Eur J Neurosci. 2021 Jan;53(2):485-498. doi: 10.1111/ejn.14937. Epub 2020 Sep 15.
The analysis of real-world networks of neurons is biased by the current ability to measure just a subsample of the entire network. It is thus relevant to understand if the information gained in the subsamples can be extended to the global network to improve functional interpretations. Here we showed how average clustering coefficient (CC), average path length (PL), and small-world propensity (SWP) scale when spatial sampling is applied to small-world networks. This extraction mimics the measurement of physical neighbors by means of electrical and optical techniques, both used to study neuronal networks. We applied this method to in silico and in vivo data and we found that the analyzed properties scale with the size of the sampled network and the global network topology. By means of mathematical manipulations, the topology dependence was reduced during scaling. We highlighted the behaviors of the descriptors that, qualitatively, are shared by all the analyzed networks and that allowed an approximated prediction of those descriptors in the global graph using the subgraph information. In contrast, below a spatial threshold, any extrapolation failed; the subgraphs no longer contain enough information to make predictions. In conclusion, the size of the chosen subgraphs is critical to extend the findings to the global network.

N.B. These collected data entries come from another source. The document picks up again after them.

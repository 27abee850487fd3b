use crate::args::{MappingBy, ShowCommand};
use crate::context::{ReportContext, ReportRequest};
use anyhow::Result;
use kvadm_reports::{LatencyTable, ReportKind, histograms_by_namespace, merge_latency_tables};
use kvadm_types::SourceSet;
use tracing::debug;

/// Latency tables from servers that report per-namespace histograms.
const LATENCIES_SOURCE: &str = "latencies";
/// Latency tables in the older single-table layout.
const LEGACY_LATENCY_SOURCE: &str = "latency";

pub fn handle(ctx: &ReportContext, command: ShowCommand) -> Result<()> {
    let sources = ctx.sources();
    let plain = ReportRequest::default();

    match command {
        ShowCommand::Config {
            diff,
            like,
            xdr_namespace,
        } => {
            let kind = if xdr_namespace {
                ReportKind::ShowConfigXdrNamespace
            } else {
                ReportKind::ShowConfig
            };
            let request = ReportRequest {
                dynamic_diff: diff,
                selectors: like,
                ..ReportRequest::default()
            };
            ctx.print(kind, sources, &request)
        }
        ShowCommand::Latencies { like } => {
            let merged = latency_sources(sources)?;
            let request = ReportRequest {
                selectors: like,
                ..ReportRequest::default()
            };
            ctx.print(ReportKind::ShowLatencies, &merged, &request)
        }
        ShowCommand::Distribution => per_namespace(ctx, ReportKind::ShowDistribution, "distribution"),
        ShowCommand::ObjectSize => per_namespace(ctx, ReportKind::ShowObjectSize, "object_size"),
        ShowCommand::Pmap => ctx.print(ReportKind::ShowPmap, sources, &plain),
        ShowCommand::Users => ctx.print(ReportKind::ShowUsers, sources, &plain),
        ShowCommand::Roles => ctx.print(ReportKind::ShowRoles, sources, &plain),
        ShowCommand::Udfs => ctx.print(ReportKind::ShowUdfs, sources, &plain),
        ShowCommand::Sindex => ctx.print(ReportKind::ShowSindex, sources, &plain),
        ShowCommand::Mapping { by } => {
            let kind = match by {
                MappingBy::Id => ReportKind::ShowMappingToIp,
                MappingBy::Ip => ReportKind::ShowMappingToId,
            };
            ctx.print(kind, sources, &plain)
        }
        ShowCommand::GrepCount => ctx.print(ReportKind::GrepCount, sources, &plain),
    }
}

/// One table per namespace found in the `node -> namespace -> histogram` source.
fn per_namespace(ctx: &ReportContext, kind: ReportKind, source: &str) -> Result<()> {
    let sources = ctx.sources();
    if !sources.contains(source) {
        return Err(kvadm_sheet::Error::MissingSource(source.to_string()).into());
    }

    let split = histograms_by_namespace(sources, source);
    debug!(report = kind.name(), namespaces = split.len(), "split histograms by namespace");
    for (namespace, namespace_sources) in &split {
        let request = ReportRequest {
            title: Some(format!("{} - {}", namespace, kind.title())),
            ..ReportRequest::default()
        };
        ctx.print(kind, namespace_sources, &request)?;
    }
    Ok(())
}

/// Build the source set of the latencies report from both table layouts.
fn latency_sources(sources: &SourceSet) -> Result<SourceSet> {
    if !sources.contains(LATENCIES_SOURCE) && !sources.contains(LEGACY_LATENCY_SOURCE) {
        return Err(kvadm_sheet::Error::MissingSource(LATENCIES_SOURCE.to_string()).into());
    }

    let latencies = load_table(sources, LATENCIES_SOURCE);
    let legacy = load_table(sources, LEGACY_LATENCY_SOURCE);
    let merged = merge_latency_tables(&latencies, &legacy);
    debug!(
        nodes = merged.len(),
        legacy_nodes = legacy.len(),
        "merged latency tables"
    );

    let mut set = SourceSet::new().with("histogram", merged.to_source_value());
    if let Some(prefixes) = sources.get("prefixes") {
        set.insert("prefixes", prefixes.clone());
    }
    Ok(set)
}

fn load_table(sources: &SourceSet, name: &str) -> LatencyTable {
    sources
        .get(name)
        .map(LatencyTable::from_source)
        .unwrap_or_default()
}

#[cfg(test)]
mod tests {
    use super::*;
    use kvadm_types::{SourceMap, source_map};
    use serde_json::json;

    fn latency_json(columns: serde_json::Value, row: serde_json::Value) -> SourceMap {
        let value = json!({
            "read": {
                "total": { "columns": columns, "values": [row] },
                "namespace": {}
            }
        });
        SourceMap::from_iter([(
            "A".to_string(),
            serde_json::from_value(value).unwrap(),
        )])
    }

    #[test]
    fn test_latency_sources_keep_good_nodes_beside_malformed_ones() {
        let mut legacy = latency_json(json!(["Time Span", "ops/sec"]), json!(["10:00->10:10", 80.0]));
        legacy.insert("B".to_string(), serde_json::from_value(json!({ "read": "garbage" })).unwrap());
        let sources = SourceSet::new()
            .with("prefixes", source_map! { "A" => "node-a", "B" => "node-b" })
            .with(LEGACY_LATENCY_SOURCE, legacy);

        let merged = latency_sources(&sources).unwrap();
        let histogram = merged.get("histogram").unwrap();
        assert!(histogram.get("A").is_some());
        assert!(histogram.get("B").is_none());
    }

    #[test]
    fn test_latency_sources_require_a_table() {
        let sources = SourceSet::new().with("prefixes", source_map! { "A" => "node-a" });
        assert!(latency_sources(&sources).is_err());
    }

    #[test]
    fn test_latency_sources_flatten_legacy_only() {
        let sources = SourceSet::new()
            .with("prefixes", source_map! { "A" => "node-a" })
            .with(
                LEGACY_LATENCY_SOURCE,
                latency_json(json!(["Time Span", "ops/sec"]), json!(["10:00->10:10", 80.0])),
            );

        let merged = latency_sources(&sources).unwrap();
        assert!(merged.contains("prefixes"));
        let ops = merged
            .get("histogram")
            .and_then(|h| h.get("A"))
            .and_then(|node| node.get_path(&["total", "read", "ops/sec"]));
        assert_eq!(ops.and_then(|v| v.as_f64()), Some(80.0));
    }
}
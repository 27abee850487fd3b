// Report schemas
// Static sheet declarations for each admin view. Schemas are built on demand and never
// hold data; rendering goes through kvadm-sheet.

pub mod error;

// Shared fields
pub mod fields;

// Views
pub mod catalog;
pub mod info;
pub mod show;
pub mod summary;

// Latency table merge
pub mod latency;

pub use catalog::ReportKind;
pub use error::{Error, Result};
pub use latency::{HistogramData, HistogramEntry, LatencyTable, NodeLatency, merge_latency_tables};
pub use show::histograms_by_namespace;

对神经元真实网络的分析受到当前仅能测量整个网络子样本的能力的限制。因此,了解在子样本中获得的信息是否可以扩展到全局网络以改善功能解释是很重要的。在这里,我们展示了当对小世界网络进行空间采样时,平均聚类系数(CC)、平均路径长度(PL)和小世界倾向(SWP)如何进行缩放。这种提取模拟了通过电和光技术测量物理邻居的方式,这两种技术都被用于研究神经元网络。我们将这种方法应用于模拟和体内数据,并发现所分析的特性与采样网络和全局网络拓扑的大小有关。通过数学运算,在缩放过程中减少了拓扑依赖性。我们强调了描述符的行为,这些行为在性质上是所有分析网络共有的,并且允许使用子图信息在全局图中对这些描述符进行近似预测。相比之下,低于空间阈值时,任何外推都失败了;子图不再包含足够的信息来进行预测。总之,选择的子图的大小对于将发现扩展到全局网络至关重要。